Como a PF impediu 'mulas' de levarem mais de 600 cápsulas de cocaína no corpo de Fortaleza a Paris
Os agentes da PF informaram que o grupo deu respostas desconexas para perguntas simples.
14/04/2026 08:48:07
Um grupo de seis pessoas preso pela Polícia Federal (PF) em maio de 2024 no Aeroporto de Fortaleza ao tentar embarcar em um voo para Paris com centenas de cápsulas de cocaína dentro do corpo e escondidas nas genitálias aguarda julgamento na Justiça Federal do Ceará. O processo tem enfrentado impasses devido à complexidade e diversidade dos réus, que possuem estados processuais diferentes.
No papel de "mulas" do tráfico internacional de drogas, os acusados foram recrutados para participar de uma logística que exigiu preparação física intensa, com ingestão de remédios para facilitar a ocultação da droga no corpo. Eram prometidas a eles recompensas de R$ 5 mil a R$ 20 mil quando o esquema fosse completado. Todos confessaram o crime, e afirmaram que foram aliciados e até ameaçados caso desistissem.

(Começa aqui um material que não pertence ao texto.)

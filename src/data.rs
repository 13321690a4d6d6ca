use std::collections::HashMap;
use std::fmt::Display;

/// The parallel search algorithms covered by a benchmark run.
///
/// Each algorithm belongs to one family, which determines the sequential
/// reference implementation its relative speedup is measured against.
#[derive(Debug, Clone, Copy, PartialEq, Eq, Hash)]
pub enum Algorithm {
    ParallelMinimax,
    NaiveParallelAlphaBeta,
    NaiveYbwcParallelAlphaBeta,
    Ybwc,
    Pvs,
}

/// Classifies an algorithm by its sequential baseline.
#[derive(Debug, Clone, Copy, PartialEq, Eq)]
pub enum AlgorithmFamily {
    Minimax,
    AlphaBeta,
}

impl Algorithm {
    /// All benchmarked algorithms, in report order.
    pub const ALL: [Algorithm; 5] = [
        Algorithm::ParallelMinimax,
        Algorithm::NaiveParallelAlphaBeta,
        Algorithm::NaiveYbwcParallelAlphaBeta,
        Algorithm::Ybwc,
        Algorithm::Pvs,
    ];

    /// The name the benchmark harness prints in measurement records.
    pub fn log_name(self) -> &'static str {
        match self {
            Algorithm::ParallelMinimax => "Parallel Minimax",
            Algorithm::NaiveParallelAlphaBeta => "Naive Parallel Alpha Beta",
            Algorithm::NaiveYbwcParallelAlphaBeta => "Naive YBWC Parallel Alpha Beta",
            Algorithm::Ybwc => "YBWC",
            Algorithm::Pvs => "PVS",
        }
    }

    pub fn from_log_name(name: &str) -> Option<Algorithm> {
        Algorithm::ALL.into_iter().find(|a| a.log_name() == name)
    }

    pub fn family(self) -> AlgorithmFamily {
        match self {
            Algorithm::ParallelMinimax => AlgorithmFamily::Minimax,
            Algorithm::NaiveParallelAlphaBeta
            | Algorithm::NaiveYbwcParallelAlphaBeta
            | Algorithm::Ybwc
            | Algorithm::Pvs => AlgorithmFamily::AlphaBeta,
        }
    }
}

/// Search depth of a benchmark run. The harness only ever runs depths 3
/// and 4 and alternates between them (see [`Depth::toggled`]).
#[derive(Debug, Clone, Copy, PartialEq, Eq, Hash)]
pub enum Depth {
    Three,
    Four,
}

impl Depth {
    /// The other depth of the pair. A `Minimax moves:` marker in the log
    /// switches the current depth to this value.
    pub fn toggled(self) -> Depth {
        match self {
            Depth::Three => Depth::Four,
            Depth::Four => Depth::Three,
        }
    }
}

impl Display for Depth {
    fn fmt(&self, f: &mut std::fmt::Formatter<'_>) -> std::fmt::Result {
        match self {
            Depth::Three => write!(f, "3"),
            Depth::Four => write!(f, "4"),
        }
    }
}

/// Identifies one timing observation. At most one measurement per key
/// exists in a log; later duplicates overwrite earlier ones.
///
/// `algorithm` is the raw name from the log rather than an [`Algorithm`]
/// so that measurements of algorithms outside the known families still
/// get inner-speedup entries.
#[derive(Debug, Clone, PartialEq, Eq, Hash)]
pub struct MeasurementKey {
    pub position: String,
    pub algorithm: String,
    pub threads: u32,
    pub depth: Depth,
}

/// The two speedup ratios derived from one pass over a benchmark log.
///
/// `inner` relates each measurement to the same algorithm's single-thread
/// run; `relative_to_seq` relates it to the sequential reference of its
/// algorithm family.
#[derive(Debug, Default)]
pub struct RatioTables {
    pub inner: HashMap<MeasurementKey, f64>,
    pub relative_to_seq: HashMap<MeasurementKey, f64>,
}

/// Thread counts every algorithm is benchmarked at.
pub const THREAD_COUNTS: [u32; 4] = [1, 2, 4, 8];

/// Both search depths, in report order.
pub const DEPTHS: [Depth; 2] = [Depth::Three, Depth::Four];

/// The fixed set of board positions a benchmark run covers. Averages are
/// taken over exactly these positions.
pub const BENCHMARK_POSITIONS: [&str; 7] = [
    "8/8/8/8/8/1k6/2nb4/1K6 b - - 0 1",
    "1r6/8/8/8/8/1k6/8/K7 b - - 0 1",
    "1q6/8/8/8/8/1k6/8/K7 b - - 0 1",
    "1q6/8/8/8/8/1k6/PPP5/K7 b - - 0 1",
    "8/8/8/8/1k6/n2q4/PP6/K6R b - - 0 1",
    "5k2/4p2Q/8/5P2/b5R1/8/3P4/3KR3 w - - 0 1",
    "5k2/3p4/5K1P/8/8/8/8/8 w - - 0 1",
];

#[cfg(test)]
mod test {
    use super::*;

    #[test]
    fn log_name_roundtrip() {
        for algo in Algorithm::ALL {
            assert_eq!(Algorithm::from_log_name(algo.log_name()), Some(algo));
        }
        assert_eq!(Algorithm::from_log_name("Sequential Minimax"), None);
        assert_eq!(Algorithm::from_log_name(""), None);
    }

    #[test]
    fn family_classification() {
        assert_eq!(
            Algorithm::ParallelMinimax.family(),
            AlgorithmFamily::Minimax
        );
        for algo in [
            Algorithm::NaiveParallelAlphaBeta,
            Algorithm::NaiveYbwcParallelAlphaBeta,
            Algorithm::Ybwc,
            Algorithm::Pvs,
        ] {
            assert_eq!(algo.family(), AlgorithmFamily::AlphaBeta);
        }
    }

    #[test]
    fn depth_toggles_between_three_and_four() {
        assert_eq!(Depth::Four.toggled(), Depth::Three);
        assert_eq!(Depth::Four.toggled().toggled(), Depth::Four);
    }
}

Segundo documentos obtidos pelo Diário do Nordeste, nessa última quarta-feira (8), o Juízo da 11ª Vara Federal do Ceará marcou pela segunda vez o início das audiências de instrução para o dia 11 de junho.
Uma primeira audiência chegou a ser marcada para 5 de agosto do ano passado, mas ela não aconteceu devido à situação dos réus. Alguns estavam presos em diferentes estados, outros não respondiam às citações e outro estava foragido à época — e permanece.
Quem são réus e qual a situação atual deles?
Victtor Nobrega Ramos: natural de Macaé (RJ), foragido, com solicitação de inclusão do nome Difusão Vermelha da Interpol.
Mathews Marciel dos Santos Alves: natural de Guarulhos (SP), preso no Centro de Detenção Provisória IV (CDP IV) Pinheiros, em São Paulo (SP), pois violou diversas vezes os termos da liberdade provisória.
Breno Carvalho de Oliveira: natural de Guarai (TO), preso na Unidade Prisional de Araguaína/TO, supostamente por outro processo criminal.
Jennifer Annette Seabra: natural de Belém (PA), presa em Santa Catarina após descumprir medidas cautelares.
Leticia Santos Silveira: natural de São Roque (SP), solta após ganhar liberdade provisória com cumprimento de medidas cautelares, como entrega do passaporte.
Ana Gabrielly Elias de Souza: natural de Peruíbe (SP), em liberdade provisória com medidas cautelares.
O Diário do Nordeste solicitou notas de esclarecimento às defesas das rés Jennifer Annette Seabre e Letícia Santos Silveira, mas não recebeu retorno até a publicação desta matéria. O espaço segue aberto.
A denúncia oferecida pelo Ministério Público Federal (MPF) detalha que o tráfico foi frustrado por volta das 17h do dia 8 de maio de 2024, quando os seis acusados se preparavam para embarcar à França e apresentaram nervosismo. Os agentes da PF informaram que o grupo deu respostas desconexas para perguntas simples.
Com a primeira desconfiança, foi efetuada uma busca nas bagagens e os então suspeitos foram submetidos ao procedimento do body scan — equipamento que utiliza raio-X para realizar revistas corporais —, momento em que as cápsulas de droga foram encontradas.
Uma das carregadoras de entorpecentes, Anna Gabrielly, retirou algumas capsulas do seu corpo ainda no banheiro do aeroporto, pois havia uma quantidade em um saco plástico introduzido em seu órgão genital. Durante os interrogatório, ela afirmou que foi obrigada a colocar parte da droga em sua genitália por não ter conseguido engolir toda a quantidade programada.
No dia do flagrante, foram apreendidos passaportes, seis celulares e diversas cédulas de euros, entre notas de 10 a 100 euros. Todos os seis presos em flagrante foram encaminhados ao Instituto Doutor José Frota (IJF), sob escolta, para que as cápsulas fossem expelidas, pois se tratava de um caso de emergência médica.